Parenting Porcupines

Do You Really Get What You Pay For? Student Loan ROI

Episode Summary

Main Idea: Are student loans worth the investment? Should the government be in this conversation? What’s your career path and would you actually need college to do this?

Episode Notes

On the blog here.

Episode art: Photo by cottonbro on Pexels.com

It’s a pretty common story in this day and age. Kids graduating high school with the expectation is that they will go to college and get a degree. Whether because their peers are doing it, their guidance counselors are pushing them toward it, or because their families have the expectation, more and more kids are opting to go to college upon high school graduation. 

Placing value on vocational training, trade school and community colleges has seemingly become a thing of the past as more and more people are placing more value on those degrees than the alternative. 

For decades alternative paths (which used to be primary) have become more stigmatized and yet, kids are borrowing more and more money to fund what amounts to a rite of passage, while our government continues to subsidize public universities (link). 

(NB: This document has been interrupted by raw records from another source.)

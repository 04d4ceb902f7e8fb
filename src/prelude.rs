//! Common imports.
//!
//! ```rust
//! use snmp_table::prelude::*;
//! ```

pub use crate::engine::{Engine, Target};
pub use crate::error::{Error, Result};
pub use crate::native::{NativeValue, TextEncoding};
pub use crate::oid;
pub use crate::oid::Oid;
pub use crate::session::{Auth, AuthProtocol, PrivProtocol, Session, SetValue, ValueType};
pub use crate::table::{ColumnKey, Row, Table, TableRequest};
pub use crate::value::Value;
pub use crate::varbind::VarBind;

All the while there are shortages of qualified workers to fill skilled positions such as plumbers, electricians, welders, etc., many of which are respectable trades wherein workers make six figures a year (link).

TV Personality Mike Rowe (Dirty Jobs and Deadliest Catch) has been a huge supporter of trades and community college. His foundation Mike Rowe Works is working to promote those opportunities available. Rowe, and allies promotethe means to achieve success in needed, high-paying fields without racking up tons of college debt. 

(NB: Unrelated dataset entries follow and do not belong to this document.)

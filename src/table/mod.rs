//! Row/column tables assembled from walked varbinds.
//!
//! A [`Table`] is produced by [`Session::table`](crate::Session::table) (or
//! directly by [`TableAssembler`]) and is immutable afterwards. Two views are
//! derived lazily and cached on first access:
//!
//! - [`Table::rows`]: one [`Row`] per row id, in first-seen order, each carrying
//!   a trailing [`ROW_ID_KEY`] entry.
//! - [`Table::columns`]: one [`ColumnValues`] per column key, holding the values
//!   of every row that defines that column.
//!
//! ```
//! use snmp_table::{oid, Value, VarBind};
//! use snmp_table::table::{ColumnKey, TableAssembler, TableRequest};
//!
//! let base = oid!(1, 3, 6, 1, 2, 1, 2, 2, 1);
//! let request = TableRequest::new(base.clone()).column(2, "descr");
//! let walked = vec![
//!     VarBind::new(base.child(2).child(1), "lo"),
//!     VarBind::new(base.child(2).child(2), "eth0"),
//!     VarBind::new(base.child(8).child(1), Value::Integer(1)),
//! ];
//!
//! let table = TableAssembler::new(&request).assemble(&walked).unwrap();
//! assert_eq!(table.len(), 2);
//! assert_eq!(table.row("2").unwrap().get("descr").unwrap().as_str(), Some("eth0"));
//! assert_eq!(table.row("1").unwrap().get(8u32).unwrap().as_integer(), Some(1));
//! assert_eq!(table.columns()[&ColumnKey::from("descr")].len(), 2);
//! ```

mod assemble;
mod column;

pub use assemble::{
    DEFAULT_MAX_REPETITIONS, DEFAULT_NON_REPEATERS, TableAssembler, TableRequest, trim_to_subtree,
};
pub use column::ColumnValues;

use crate::native::NativeValue;
use indexmap::IndexMap;
use std::sync::OnceLock;

/// Key of the synthetic column holding each row's id in [`Table::rows`].
pub const ROW_ID_KEY: &str = "_row_id";

/// Column identifier: the raw column arc, or its configured alias.
#[derive(Debug, Clone, PartialEq, Eq, Hash, PartialOrd, Ord)]
pub enum ColumnKey {
    /// Unaliased column, keyed by its numeric sub-identifier.
    Id(u32),
    /// Aliased column (or the synthetic row id column).
    Name(String),
}

impl ColumnKey {
    /// The synthetic `_row_id` key.
    pub fn row_id() -> Self {
        ColumnKey::Name(ROW_ID_KEY.to_owned())
    }
}

impl From<u32> for ColumnKey {
    fn from(id: u32) -> Self {
        ColumnKey::Id(id)
    }
}

impl From<&str> for ColumnKey {
    fn from(name: &str) -> Self {
        ColumnKey::Name(name.to_owned())
    }
}

impl From<String> for ColumnKey {
    fn from(name: String) -> Self {
        ColumnKey::Name(name)
    }
}

impl std::fmt::Display for ColumnKey {
    fn fmt(&self, f: &mut std::fmt::Formatter<'_>) -> std::fmt::Result {
        match self {
            ColumnKey::Id(id) => write!(f, "{}", id),
            ColumnKey::Name(name) => write!(f, "{}", name),
        }
    }
}

type RowValues = IndexMap<ColumnKey, NativeValue>;

/// One row of a [`Table`].
///
/// Values are in column insertion order, followed by a [`ROW_ID_KEY`] entry
/// holding the row id as text.
#[derive(Debug, Clone, PartialEq)]
pub struct Row {
    id: String,
    values: RowValues,
}

impl Row {
    /// Row id: the dotted index suffix, e.g. `"10.5"`.
    pub fn id(&self) -> &str {
        &self.id
    }

    /// Value of a column, by id or alias.
    pub fn get(&self, key: impl Into<ColumnKey>) -> Option<&NativeValue> {
        self.values.get(&key.into())
    }

    /// All `(column, value)` pairs, including the trailing row id.
    pub fn iter(&self) -> impl Iterator<Item = (&ColumnKey, &NativeValue)> {
        self.values.iter()
    }

    /// Number of entries, including the row id.
    pub fn len(&self) -> usize {
        self.values.len()
    }

    /// Always false; a row carries at least its id.
    pub fn is_empty(&self) -> bool {
        self.values.is_empty()
    }
}

/// An assembled SNMP table.
#[derive(Debug, Default)]
pub struct Table {
    rows: IndexMap<String, RowValues>,
    row_views: OnceLock<Vec<Row>>,
    column_views: OnceLock<IndexMap<ColumnKey, ColumnValues>>,
}

impl Table {
    /// Store a value; a repeated `(row, column)` slot keeps the latest value.
    pub(crate) fn insert(&mut self, row_id: String, column: ColumnKey, value: NativeValue) {
        self.rows.entry(row_id).or_default().insert(column, value);
    }

    /// Number of rows.
    pub fn len(&self) -> usize {
        self.rows.len()
    }

    /// Whether the table has no rows.
    pub fn is_empty(&self) -> bool {
        self.rows.is_empty()
    }

    /// Row ids in first-seen order.
    pub fn row_ids(&self) -> impl Iterator<Item = &str> {
        self.rows.keys().map(String::as_str)
    }

    /// Row-oriented view, built on first call.
    pub fn rows(&self) -> &[Row] {
        self.row_views.get_or_init(|| {
            self.rows
                .iter()
                .map(|(id, values)| {
                    let mut values = values.clone();
                    values.insert(ColumnKey::row_id(), NativeValue::Text(id.clone()));
                    Row {
                        id: id.clone(),
                        values,
                    }
                })
                .collect()
        })
    }

    /// Look up a row by id.
    pub fn row(&self, id: &str) -> Option<&Row> {
        let index = self.rows.get_index_of(id)?;
        self.rows().get(index)
    }

    /// Column-oriented view, built on first call.
    ///
    /// Rows lacking a column are skipped rather than padded, so columns may
    /// differ in length. The row id column is not included.
    pub fn columns(&self) -> &IndexMap<ColumnKey, ColumnValues> {
        self.column_views.get_or_init(|| {
            let mut collected: IndexMap<ColumnKey, Vec<NativeValue>> = IndexMap::new();
            for values in self.rows.values() {
                for (key, value) in values {
                    collected.entry(key.clone()).or_default().push(value.clone());
                }
            }
            collected
                .into_iter()
                .map(|(key, values)| (key, ColumnValues::new(values)))
                .collect()
        })
    }

    /// Values of one column, by id or alias.
    pub fn column(&self, key: impl Into<ColumnKey>) -> Option<&ColumnValues> {
        self.columns().get(&key.into())
    }
}

#[cfg(test)]
mod tests {
    use super::*;

    fn sample() -> Table {
        let mut t = Table::default();
        t.insert("10".into(), 1u32.into(), "A".into());
        t.insert("10".into(), 2u32.into(), NativeValue::from(5i32));
        t.insert("11".into(), 1u32.into(), "B".into());
        t.insert("12".into(), 2u32.into(), NativeValue::from(7i32));
        t
    }

    #[test]
    fn test_row_order_and_ids() {
        let t = sample();
        assert_eq!(t.len(), 3);
        assert_eq!(t.row_ids().collect::<Vec<_>>(), ["10", "11", "12"]);
        let ids: Vec<_> = t.rows().iter().map(Row::id).collect();
        assert_eq!(ids, ["10", "11", "12"]);
    }

    #[test]
    fn test_row_view_trailing_id() {
        let t = sample();
        let row = t.row("10").unwrap();
        let keys: Vec<_> = row.iter().map(|(k, _)| k.clone()).collect();
        assert_eq!(keys, [ColumnKey::Id(1), ColumnKey::Id(2), ColumnKey::row_id()]);
        assert_eq!(row.get(ROW_ID_KEY), Some(&NativeValue::Text("10".into())));
        assert_eq!(row.len(), 3);
        assert!(t.row("99").is_none());
    }

    #[test]
    fn test_columns_skip_missing() {
        let t = sample();
        let cols = t.columns();
        assert_eq!(cols.keys().cloned().collect::<Vec<_>>(), [ColumnKey::Id(1), ColumnKey::Id(2)]);
        assert_eq!(&cols[&ColumnKey::Id(1)][..], &["A".into(), "B".into()]);
        assert_eq!(&t.column(2u32).unwrap()[..], &[NativeValue::from(5i32), NativeValue::from(7i32)]);
        assert!(t.column(ROW_ID_KEY).is_none());
    }

    #[test]
    fn test_views_cached() {
        let t = sample();
        assert!(std::ptr::eq(t.rows(), t.rows()));
        assert!(std::ptr::eq(t.columns(), t.columns()));
    }

    #[test]
    fn test_last_write_wins() {
        let mut t = Table::default();
        t.insert("1".into(), "status".into(), "up".into());
        t.insert("1".into(), "status".into(), "down".into());
        assert_eq!(t.row("1").unwrap().get("status").unwrap().as_str(), Some("down"));
        assert_eq!(t.len(), 1);
    }

    #[test]
    fn test_empty_table() {
        let t = Table::default();
        assert!(t.is_empty());
        assert!(t.rows().is_empty());
        assert!(t.columns().is_empty());
    }

    #[test]
    fn test_column_key_display() {
        assert_eq!(ColumnKey::Id(3).to_string(), "3");
        assert_eq!(ColumnKey::from("ifDescr").to_string(), "ifDescr");
    }
}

A good bit of this comes down to: How do we measure the success of a society? Is it intellect, thinking, and innovation? Or is it productivity, stability, and functionality? And, further, are these two things mutually exclusive?

As we push college on kids without providing them all their options we are creating a vacuum where they are amassing huge amounts of debt for a degree that qualifies them for a job that is no longer available. Without additional education (masters, doctorate, etc.) some degrees are largely worthless as far as the marketplace is concerned. 

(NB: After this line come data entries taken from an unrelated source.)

//! Session builder.

use std::time::Duration;

use crate::engine::{Engine, Target};
use crate::error::{Error, Result};
use crate::native::TextEncoding;

use super::{Auth, Session, SessionConfig};

/// Builder for [`Session`].
///
/// # Example
///
/// ```rust
/// use snmp_table::engine::MockEngine;
/// use snmp_table::{Auth, Session, TextEncoding};
/// use std::time::Duration;
///
/// # fn example() -> snmp_table::Result<()> {
/// let session = Session::builder("192.0.2.1", Auth::v2c("public"))
///     .timeout(Duration::from_secs(2))
///     .retries(1)
///     .text_encoding(TextEncoding::Latin1)
///     .build(MockEngine::new())?;
/// assert_eq!(session.target().to_string(), "192.0.2.1:161");
/// # Ok(())
/// # }
/// # example().unwrap();
/// ```
#[derive(Debug, Clone)]
pub struct SessionBuilder {
    host: String,
    auth: Auth,
    config: SessionConfig,
}

impl SessionBuilder {
    /// Start a builder for `host` with the given credentials.
    pub fn new(host: impl Into<String>, auth: impl Into<Auth>) -> Self {
        Self {
            host: host.into(),
            auth: auth.into(),
            config: SessionConfig::default(),
        }
    }

    /// Replace the whole configuration.
    pub fn config(mut self, config: SessionConfig) -> Self {
        self.config = config;
        self
    }

    /// Agent UDP port (default: 161).
    pub fn port(mut self, port: u16) -> Self {
        self.config.port = port;
        self
    }

    /// Per-attempt timeout (default: 1 second).
    pub fn timeout(mut self, timeout: Duration) -> Self {
        self.config.timeout = timeout;
        self
    }

    /// Retries after the first attempt (default: 5).
    pub fn retries(mut self, retries: u32) -> Self {
        self.config.retries = retries;
        self
    }

    /// Default max-repetitions for table walks (default: 20).
    pub fn max_repetitions(mut self, n: u32) -> Self {
        self.config.max_repetitions = n;
        self
    }

    /// Default non-repeaters for table walks (default: 0).
    pub fn non_repeaters(mut self, n: u32) -> Self {
        self.config.non_repeaters = n;
        self
    }

    /// Encoding used to decode OCTET STRING values (default: UTF-8).
    pub fn text_encoding(mut self, encoding: TextEncoding) -> Self {
        self.config.text_encoding = encoding;
        self
    }

    fn validate(&self) -> Result<()> {
        if self.host.trim().is_empty() {
            return Err(Error::Config("target host is empty".into()).boxed());
        }
        if self.config.max_repetitions == 0 {
            return Err(Error::Config("max_repetitions must be at least 1".into()).boxed());
        }
        self.auth.validate()
    }

    /// Validate the configuration and create the session.
    pub fn build<E: Engine>(self, engine: E) -> Result<Session<E>> {
        self.validate()?;
        let target = Target::new(
            self.host,
            self.config.port,
            self.config.timeout,
            self.config.retries,
        );
        Ok(Session::from_parts(engine, target, self.auth, self.config))
    }
}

Is the purpose to get a job? Or to think? Universities used to be about higher-education, learning to think critically, preparing our privileged students to take on the big intellectual challenges of society. But needing enrollment for revenue, and needing to prove Return on Investment (ROI), universities have swung far toward the public education purpose of preparing people for work. Even going so far as to measure their success on job placement statistics.

As parents, if we aren’t talking to our kids about all their options are we doing them a disservice? Are we doing a disservice to our communities?

The answer is yes, we are. We are allowing them to incur great debt before they even purchase their first home, while robbing our communities of tradespeople it needs. When your pipes burst you don’t call a doctor. When your electrical panel shorts out you don’t call a doctor. When your transmission goes out you don’t call an accountant. You call a plumber, an electrician and a mechanic. 

When we consider education, we must consider skills in two categories: 1) applied skills — those which earn us employment, make us useful, and are in demand, and 2) provisional skills — those which make us capable of growing, learning, advancing, and innovating. Then find the right programs, at the right time, to deliver both applied and provisional skills. We cannot advance our careers if we only know what we need to know to be certified right now. And we cannot find work with accolades like “adaptability” and “potential.”

These options are not mutually exclusive either. Many high schools partner with local vocational schools to provide kids with opportunities to get training while in school. Why aren’t more parents talking to their kids about these options, or why aren’t they talking to their schools about adding them? Why are we not promoting the option of going to a community college to get a two year degree in a skilled field before transferring to a university?